PRODUCT NEWS

2010Culinary Schools Information

  • 1 . Scottish Hospitality Students Receive Hardship and Scholarship Fund

  • The Hospitality Industry Trust (HIT) Scotland has announced a £100,000 bursary fund to help hospitality and catering students at Scottish colleges and universities.
    A total of 28 hospitality and catering course providers have access to a new bursary scholarships scheme to reward promising students plus an annual hardship fund, which has helped nearly 10,000 students over the past 16 years.
    The bursary scholarships have been introduced to broaden the horizons of Scottish students.

  • 2 . Food safety qualifications launched to avoid kitchen blunders

  • National qualification provider NCFE has launched two new food safety qualifications to help develop and ensure best practice in the catering industry.
    NCFE’S newly launched Level 2 Award in the Principles of Practical Food Safety for Catering and its Level 3 Award in the Principles of Practical Food Safety Supervision for Catering, are designed to ensure best practice and optimum health and safety procedures when handling and serving food.
    Learners can benefit from developing the skills and knowledge needed to enter the hospitality and catering sector and are also ideal for those already employed in the industry who wish to gain a nationally recognised qualification.
    Courses explore the methods of storage, preparation, cooking, handling and serving food safely, in line with good practice and food safety legislation.
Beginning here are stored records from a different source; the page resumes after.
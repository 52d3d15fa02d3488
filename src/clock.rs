//! Clock abstraction for supporting both wall-clock and simulated time.
//!
//! The scheduler only ever asks a [`Clock`] what time it is and to sleep for a
//! bounded duration. The simulated clock lets a whole holiday play out in
//! seconds for dry runs and tests.

use chrono::{Duration as ChronoDuration, Local};
use parking_lot::Mutex;
use std::future::Future;
use std::time::Duration;
use tracing::trace;

use crate::schedule::Timestamp;

/// Trait for abstracting time operations
pub trait Clock: Send + Sync {
    /// Get the current time
    fn now(&self) -> Timestamp;

    /// Sleep for the specified duration (or simulate it)
    fn sleep(&self, duration: Duration) -> impl Future<Output = ()> + Send;
}

/// Wall-clock time in the host's local timezone
#[derive(Debug, Clone, Copy, Default)]
pub struct SystemClock;

impl Clock for SystemClock {
    fn now(&self) -> Timestamp {
        Local::now().fixed_offset()
    }

    fn sleep(&self, duration: Duration) -> impl Future<Output = ()> + Send {
        tokio::time::sleep(duration)
    }
}

/// Simulated clock for dry runs and time-accelerated execution.
///
/// Sleeping advances logical time by exactly the requested duration. A
/// `speed` of 60.0 spends one real second per simulated minute; a speed of
/// zero fast-forwards without any real sleep.
#[derive(Debug)]
pub struct SimulatedClock {
    current: Mutex<Timestamp>,
    speed: f64,
}

impl SimulatedClock {
    /// Create a fast-forwarding clock starting at `start`
    pub fn new(start: Timestamp) -> Self {
        Self::with_speed(start, 0.0)
    }

    /// Create a clock starting at `start` that runs `speed` times faster than real time
    pub fn with_speed(start: Timestamp, speed: f64) -> Self {
        Self {
            current: Mutex::new(start),
            speed: if speed.is_finite() && speed > 0.0 { speed } else { 0.0 },
        }
    }

    /// Jump to an arbitrary instant, possibly backwards
    pub fn set(&self, now: Timestamp) {
        *self.current.lock() = now;
    }

    /// Move logical time forward (or backward, for negative deltas)
    pub fn advance(&self, delta: ChronoDuration) {
        let mut current = self.current.lock();
        if let Some(next) = current.checked_add_signed(delta) {
            *current = next;
        }
    }

    fn real_duration(&self, simulated: Duration) -> Duration {
        if self.speed == 0.0 {
            Duration::ZERO
        } else {
            simulated.div_f64(self.speed)
        }
    }
}

impl Clock for SimulatedClock {
    fn now(&self) -> Timestamp {
        *self.current.lock()
    }

    fn sleep(&self, duration: Duration) -> impl Future<Output = ()> + Send {
        let delta = ChronoDuration::from_std(duration).unwrap_or(ChronoDuration::MAX);
        let real = self.real_duration(duration);
        async move {
            if !real.is_zero() {
                tokio::time::sleep(real).await;
            }
            // Logical time only moves once the sleep completes
            self.advance(delta);
            trace!("Simulated sleep of {:?}", duration);
        }
    }
}

impl<C: Clock> Clock for std::sync::Arc<C> {
    fn now(&self) -> Timestamp {
        (**self).now()
    }

    fn sleep(&self, duration: Duration) -> impl Future<Output = ()> + Send {
        (**self).sleep(duration)
    }
}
Units also cover the importance of risk assessment and pest control within catering environments.
    The Level 3 Award additionally teaches the skills required for supervisory roles, such as food safety management procedures, monitoring good hygiene practice, training staff, communication and ensuring compliance and implementation of legislation and procedures.
    Learners who achieve the new qualifications can progress onto further courses, such as Level 2 and 3 qualifications in Hospitality and Catering.
    Visit www.ncfe.co.uk for more information.
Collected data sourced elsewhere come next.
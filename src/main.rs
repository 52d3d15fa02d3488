use auto_menorah::app::{run_from_config, CalendarSource, Menorah, MenorahDisplay};
use auto_menorah::config::DisplayBackend;
use auto_menorah::*;
use clap::{Parser, Subcommand};
use color_eyre::eyre::{eyre, Result};
use std::path::PathBuf;
use std::sync::Arc;
use tracing::{debug, info, instrument, warn};
use tracing_subscriber::EnvFilter;

#[derive(Parser)]
#[command(author, version, about, long_about = None)]
struct Cli {
    /// Configuration file (defaults to the user config directory)
    #[arg(short, long, global = true)]
    config: Option<PathBuf>,

    #[command(subcommand)]
    command: Option<Commands>,
}

#[derive(Subcommand)]
enum Commands {
    /// Run the menorah for this year's holiday
    Run,
    /// Print the eight lighting windows
    Schedule,
    /// Light a number of candles and exit
    Light {
        /// Candles to light (0-8)
        #[arg(short, long, value_parser = clap::value_parser!(u8).range(0..=8))]
        nights: u8,
        /// Leave the shamash off
        #[arg(long)]
        no_shamash: bool,
    },
    /// Turn every candle off
    Off,
    /// Play the night tune once
    Play,
    /// Play a holiday through on a simulated clock
    Simulate {
        /// First night's lighting instant (RFC 3339)
        #[arg(short, long)]
        first_night: Timestamp,
        /// Simulated start instant (defaults to one minute before the first night)
        #[arg(short, long)]
        start: Option<Timestamp>,
        /// Simulated seconds per real second (0 fast-forwards)
        #[arg(long, default_value_t = 0.0)]
        speed: f64,
        /// Drive the configured GPIO lines instead of logging
        #[arg(long)]
        gpio: bool,
    },
}

#[tokio::main]
#[instrument]
async fn main() -> Result<()> {
    tracing_subscriber::fmt()
        .with_env_filter(
            EnvFilter::try_from_env("RUST_LOG")
                .unwrap_or_else(|_| EnvFilter::new("auto_menorah=info")),
        )
        .compact()
        .init();

    color_eyre::install()?;

    let cli = Cli::parse();
    debug!("Parsed command line arguments");

    let config = Config::load(cli.config.as_deref())?;

    match cli.command.unwrap_or(Commands::Run) {
        Commands::Run => run(config).await?,
        Commands::Schedule => print_schedule(&config).await?,
        Commands::Light { nights, no_shamash } => {
            let mut display = MenorahDisplay::open(&config).await?;
            display.set_lit(nights, !no_shamash)?;
            info!("{}", display::render(nights, !no_shamash));
        }
        Commands::Off => {
            MenorahDisplay::open(&config).await?.clear()?;
        }
        Commands::Play => play(&config).await?,
        Commands::Simulate {
            first_night,
            start,
            speed,
            gpio,
        } => simulate(config, first_night, start, speed, gpio).await?,
    }

    Ok(())
}

/// Runs the menorah until the holiday is over, clearing the candles on Ctrl-C
async fn run(config: Config) -> Result<()> {
    tokio::select! {
        report = run_from_config(SystemClock, config.clone()) => {
            let report = report?;
            info!("Run finished: {:?}", report);
        }
        interrupted = tokio::signal::ctrl_c() => {
            interrupted?;
            warn!("Interrupted, turning candles off");
            MenorahDisplay::open(&config).await?.clear()?;
        }
    }
    Ok(())
}

#[instrument(skip(config))]
async fn print_schedule(config: &Config) -> Result<()> {
    let mut provider = CalendarSource::from_config(config)?;
    let schedule = provider.fetch_schedule().await?;
    let policy = config.off_time_policy;

    println!("Off-time policy: {}", policy.name());
    for (night, &lighting) in schedule.nights().iter().enumerate() {
        println!(
            "Night {}: {} -> {}",
            night + 1,
            lighting.format("%a %Y-%m-%d %H:%M %:z"),
            policy.off_time(lighting).format("%a %Y-%m-%d %H:%M %:z"),
        );
    }
    if !config.burnout {
        println!("Candles stay lit until {}", schedule.final_cutoff());
    }
    Ok(())
}

async fn play(config: &Config) -> Result<()> {
    let tune = Tune::parse(&config.signal.tune)?;
    let player = audio::TunePlayer::new(tune, MuteSwitch::Fixed(false))
        .with_device(config.signal.output_device.clone())
        .with_waveform(config.signal.waveform);

    tokio::task::spawn_blocking(move || player.play_blocking()).await??;
    Ok(())
}

/// Plays a holiday on a simulated clock, without touching the network
#[instrument(skip(config))]
async fn simulate(
    mut config: Config,
    first_night: Timestamp,
    start: Option<Timestamp>,
    speed: f64,
    gpio: bool,
) -> Result<()> {
    if !speed.is_finite() || speed < 0.0 {
        return Err(eyre!("speed must be a non-negative number, got {}", speed));
    }
    let start = start.unwrap_or(first_night - chrono::Duration::minutes(1));

    config.calendar.first_night = Some(first_night);
    if !gpio {
        config.display.backend = DisplayBackend::Log;
    }

    let clock = Arc::new(SimulatedClock::with_speed(start, speed));
    let display = MenorahDisplay::open(&config).await?;
    let provider = CalendarSource::from_config(&config)?;
    let signal = app::signal_from_config(&config)?;

    info!("Simulating from {} at speed {}", start, speed);
    let mut menorah = Menorah::new(
        clock.clone(),
        display,
        provider,
        None::<TcpProbe>,
        signal,
        config.into(),
    );
    let report = menorah.run_or_signal_distress().await?;

    info!("Simulation ended at {}", clock.now());
    println!("{:#?}", report);
    Ok(())
}
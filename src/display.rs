/*!
 # Candle display

 The [`DisplaySink`] trait is the only way the scheduler and the setup
 controller touch the candles. [`LogDisplay`] renders the menorah into the log
 for dry runs; the GPIO implementation lives in [`crate::device`].
*/

use tracing::info;

use crate::Result;

/// Number of candles, not counting the shamash
pub const CANDLE_COUNT: u8 = 8;

/// Output side of the menorah
pub trait DisplaySink: Send {
    /// Lights the first `count` candles (0-8) and sets the shamash.
    ///
    /// Candles past `count` are turned off. Counts above eight are clamped.
    fn set_lit(&mut self, count: u8, shamash: bool) -> Result<()>;

    /// Turns every candle and the shamash off
    fn clear(&mut self) -> Result<()> {
        self.set_lit(0, false)
    }
}

impl<D: DisplaySink + ?Sized> DisplaySink for &mut D {
    fn set_lit(&mut self, count: u8, shamash: bool) -> Result<()> {
        (**self).set_lit(count, shamash)
    }

    fn clear(&mut self) -> Result<()> {
        (**self).clear()
    }
}

/// Renders the candle state as text, e.g. `🕯🕯🕯····· | shamash: on`
pub fn render(count: u8, shamash: bool) -> String {
    let count = count.min(CANDLE_COUNT);
    let mut row = String::with_capacity(CANDLE_COUNT as usize * 4);
    for candle in 0..CANDLE_COUNT {
        row.push(if candle < count { '🕯' } else { '·' });
    }
    format!("{} | shamash: {}", row, if shamash { "on" } else { "off" })
}

/// Display that only writes to the log
#[derive(Debug, Default)]
pub struct LogDisplay {
    lit: u8,
    shamash: bool,
}

impl LogDisplay {
    /// A display with every candle dark
    pub fn new() -> Self {
        Self::default()
    }

    /// Current number of lit candles
    pub fn lit(&self) -> u8 {
        self.lit
    }

    /// Whether the shamash is lit
    pub fn shamash(&self) -> bool {
        self.shamash
    }
}

impl DisplaySink for LogDisplay {
    fn set_lit(&mut self, count: u8, shamash: bool) -> Result<()> {
        self.lit = count.min(CANDLE_COUNT);
        self.shamash = shamash;
        info!("{}", render(self.lit, self.shamash));
        Ok(())
    }
}

#[cfg(test)]
mod tests {
    use super::*;

    #[test]
    fn render_shows_candles_and_shamash() {
        assert_eq!(render(3, true), "🕯🕯🕯····· | shamash: on");
        assert_eq!(render(0, false), "········ | shamash: off");
        assert_eq!(render(12, false), "🕯🕯🕯🕯🕯🕯🕯🕯 | shamash: off");
    }

    #[test]
    fn log_display_tracks_state() {
        let mut display = LogDisplay::new();
        display.set_lit(5, true).unwrap();
        assert_eq!((display.lit(), display.shamash()), (5, true));
        display.clear().unwrap();
        assert_eq!((display.lit(), display.shamash()), (0, false));
    }
}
  • 3 . A bigger school food policy

  • The latest figures released on the take-up of school meals in England made disappointing reading both for the government and for those directly responsible for school catering. More worrying though were the warnings that the strict nutrition content guidelines now extended to secondary schools will only make things harder, reducing choice and adding to the decline.
    None of us can argue that high nutritional standards and sustainable procurement are not the right way to go but the “healthier option” label is of little incentive if the pupils do not like the food and the variety on offer is diminished by adherence to the rules.
    Despite the abundance of guidance aimed at catering managers and governing bodies, some food manufacturers are now arguing that many schools do not have the scope or skills to address the whole life sustainability of their meal provision without compromising the quality. One manufacturer, the Manchester Rusk Company (MRC), believes it is the suppliers, producers and manufacturers who should now be taking the lead.
    “It is not just about educating the buyers and catering staff that to achieve longer term, whole life value for money, food procurement needs to be sustainable” explained Stewart Niven Commercial Controller of MRC. “We believe that it is up to us as manufacturers to prove our products are nutritionally, environmentally and financially viable in order to simplify the procurement and menu design system for the schools and provide meals that the children want to eat.”
    The difficulty for MRC is that how meat is reared and gets to the table is a far more auditable narrative than the production, processing and transport impact of the sauces and seasonings that hold a meal together. In the wealth of guidance available there is little advice to manufacturers on their responsibilities as part of the supply chain and schools do not have the resources to undertake a detailed and time consuming analysis.
    Both the Public Sector Food Procurement Initiative and the Sustainable Schools Initiative have put enormous pressure on schools to demonstrate that their food procurement is in line with official policy. But the “sustainability” of food is notoriously complex and difficult to measure and many schools do not have the resources to police their own supply chains. Reconciling efficiency and sustainability in school catering cannot be managed without support from manufacturers providing products that already take account of environmental, social and economic factors.